Regeneration challenges

Regeneration logoHarrow stands on the brink of its biggest regeneration opportunity in decades and needs wider support to deliver the programme in a borough that has diverse population and different but equally important social, cultural and religious aspirations.
The following regeneration picture emerges from the information sent to us by the council:
Several short and long term projects, including the Station Road Quarter for the borough over the next 5-7 years, containing a variety of new homes, a new primary school and spaces for small and medium enterprises – also a new public realm and landscape, leading to a new civic square opposite Harrow Mosque, a new street to Harrow and Wealdstone Station and improved approach to the Station Road flyover to Wealdstone.
The transformation in Wealdstone is on its way with securing £1.5m from the Mayor’s London Regeneration Fund to support the creation of new jobs, work spaces for businesses and fund a new public square – relocation of the civic centre to Wealdstone and possibly acquiring the Premier Banqueting hall, could help to develop the area further with better business opportunities as well as increased health care and leisure facilities.
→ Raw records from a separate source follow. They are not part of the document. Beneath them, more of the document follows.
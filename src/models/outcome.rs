//! Per-destination dispatch outcomes and the summaries derived from them.

use super::contact::Contact;
use serde::{Deserialize, Serialize};

/// Delivery channel that produced an outcome.
#[derive(Debug, Clone, Copy, Serialize, Deserialize, PartialEq, Eq, Hash)]
#[serde(rename_all = "snake_case")]
pub enum ChannelKind {
    /// Direct platform send
    Native,
    /// Messaging app opened pre-filled; the user still has to press send
    AppIntent,
    /// No channel was attempted
    None,
}

impl ChannelKind {
    pub fn as_str(&self) -> &'static str {
        match self {
            Self::Native => "native",
            Self::AppIntent => "app_intent",
            Self::None => "none",
        }
    }
}

/// Result of one dispatch to one contact.
#[derive(Debug, Clone, Serialize, Deserialize, PartialEq, Eq)]
pub struct DispatchOutcome {
    pub contact: Contact,
    pub channel_used: ChannelKind,
    pub success: bool,
    #[serde(skip_serializing_if = "Option::is_none")]
    pub error_detail: Option<String>,
}

impl DispatchOutcome {
    pub fn succeeded(contact: Contact, channel_used: ChannelKind) -> Self {
        Self {
            contact,
            channel_used,
            success: true,
            error_detail: None,
        }
    }

    pub fn failed(contact: Contact, channel_used: ChannelKind, error: impl Into<String>) -> Self {
        Self {
            contact,
            channel_used,
            success: false,
            error_detail: Some(error.into()),
        }
    }
}

/// Counts over a list of outcomes.
///
/// Only obtainable from outcomes, so `successful + failed == total` and
/// `sent + opened == successful` hold for every value.
#[derive(Debug, Clone, Copy, Serialize, PartialEq, Eq, Default)]
pub struct DispatchSummary {
    total: usize,
    successful: usize,
    failed: usize,
    /// Successes handed to the network by the native channel
    sent: usize,
    /// Successes that only opened the messaging app
    opened: usize,
}

impl DispatchSummary {
    pub fn from_outcomes(outcomes: &[DispatchOutcome]) -> Self {
        outcomes.iter().fold(Self::default(), |mut acc, outcome| {
            acc.total += 1;
            match (outcome.success, outcome.channel_used) {
                (true, ChannelKind::Native) => {
                    acc.successful += 1;
                    acc.sent += 1;
                }
                (true, _) => {
                    acc.successful += 1;
                    acc.opened += 1;
                }
                (false, _) => acc.failed += 1,
            }
            acc
        })
    }

    pub fn total(&self) -> usize {
        self.total
    }

    pub fn successful(&self) -> usize {
        self.successful
    }

    pub fn failed(&self) -> usize {
        self.failed
    }

    pub fn sent(&self) -> usize {
        self.sent
    }

    pub fn opened(&self) -> usize {
        self.opened
    }
}

/// Outcomes of a contact loop.
#[derive(Debug, Clone, Serialize, PartialEq, Eq)]
pub struct ContactBatchReport {
    pub outcomes: Vec<DispatchOutcome>,
    pub summary: DispatchSummary,
}

impl ContactBatchReport {
    pub fn new(outcomes: Vec<DispatchOutcome>) -> Self {
        let summary = DispatchSummary::from_outcomes(&outcomes);
        Self { outcomes, summary }
    }
}

/// Outcomes for every contact of one beneficiary.
#[derive(Debug, Clone, Serialize, PartialEq, Eq)]
pub struct BeneficiaryReport {
    pub beneficiary_id: i64,
    pub beneficiary_name: String,
    pub outcomes: Vec<DispatchOutcome>,
    pub summary: DispatchSummary,
}

impl BeneficiaryReport {
    pub fn new(beneficiary_id: i64, beneficiary_name: impl Into<String>, batch: ContactBatchReport) -> Self {
        Self {
            beneficiary_id,
            beneficiary_name: beneficiary_name.into(),
            outcomes: batch.outcomes,
            summary: batch.summary,
        }
    }

    /// Report for a beneficiary with no valid phone number.
    pub fn no_contacts(beneficiary_id: i64, beneficiary_name: impl Into<String>) -> Self {
        Self::new(beneficiary_id, beneficiary_name, ContactBatchReport::new(Vec::new()))
    }

    /// False when the beneficiary had no valid phone number; nothing was sent.
    pub fn has_contacts(&self) -> bool {
        !self.outcomes.is_empty()
    }
}

/// Beneficiary-level totals of a bulk send.
#[derive(Debug, Clone, Copy, Serialize, PartialEq, Eq, Default)]
pub struct BulkSummary {
    beneficiaries: usize,
    beneficiaries_without_contacts: usize,
    total: usize,
    successful: usize,
    failed: usize,
    sent: usize,
    opened: usize,
}

impl BulkSummary {
    pub fn from_reports(reports: &[BeneficiaryReport]) -> Self {
        reports.iter().fold(Self::default(), |mut acc, report| {
            acc.beneficiaries += 1;
            if !report.has_contacts() {
                acc.beneficiaries_without_contacts += 1;
            }
            acc.total += report.summary.total();
            acc.successful += report.summary.successful();
            acc.failed += report.summary.failed();
            acc.sent += report.summary.sent();
            acc.opened += report.summary.opened();
            acc
        })
    }

    pub fn beneficiaries(&self) -> usize {
        self.beneficiaries
    }

    pub fn beneficiaries_without_contacts(&self) -> usize {
        self.beneficiaries_without_contacts
    }

    pub fn total(&self) -> usize {
        self.total
    }

    pub fn successful(&self) -> usize {
        self.successful
    }

    pub fn failed(&self) -> usize {
        self.failed
    }

    pub fn sent(&self) -> usize {
        self.sent
    }

    pub fn opened(&self) -> usize {
        self.opened
    }
}

/// Result of sending one message to many beneficiaries.
#[derive(Debug, Clone, Serialize, PartialEq, Eq)]
pub struct BulkReport {
    pub reports: Vec<BeneficiaryReport>,
    pub summary: BulkSummary,
}

impl BulkReport {
    pub fn new(reports: Vec<BeneficiaryReport>) -> Self {
        let summary = BulkSummary::from_reports(&reports);
        Self { reports, summary }
    }
}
The 3Fox International is hired to publicise the programme through BIG Harrow Campaign, the BIG Magazine and a regeneration specific website.

Challenges
The regeneration programme is taking place at the time when austerity measures are biting and the council budget is contracting.
Obstructive opposition at the council – no expressed commitment to the projects now or in future if they ever gained council administration.
How best to engage with the communities or inform them about the opportunities that the regeneration programme offers – 3Fox International might access the investors and developers well through its conventional mode of communication (hard to recognise Harrow through the 3Fox printed or digital material) but not sure about them accessing Harrow’s diverse population as they appear to have no obvious track record of penetrating the communities in areas like Harrow and seem to have only one BME member in their team.
The in house ‘harrow residents panel’ is too limited to have an on-going dialogue with the community about the borough’s regeneration programme given the huge diversity that Harrow Ambition 2020 plan asserts.
One of the council’s corporate objectives is, ‘making a difference for communities – for example by promoting social engagement and a sense of community respect, belonging and identity’ – not sure how this informs the regeneration programme – no evidence of mapping the priority across the programme.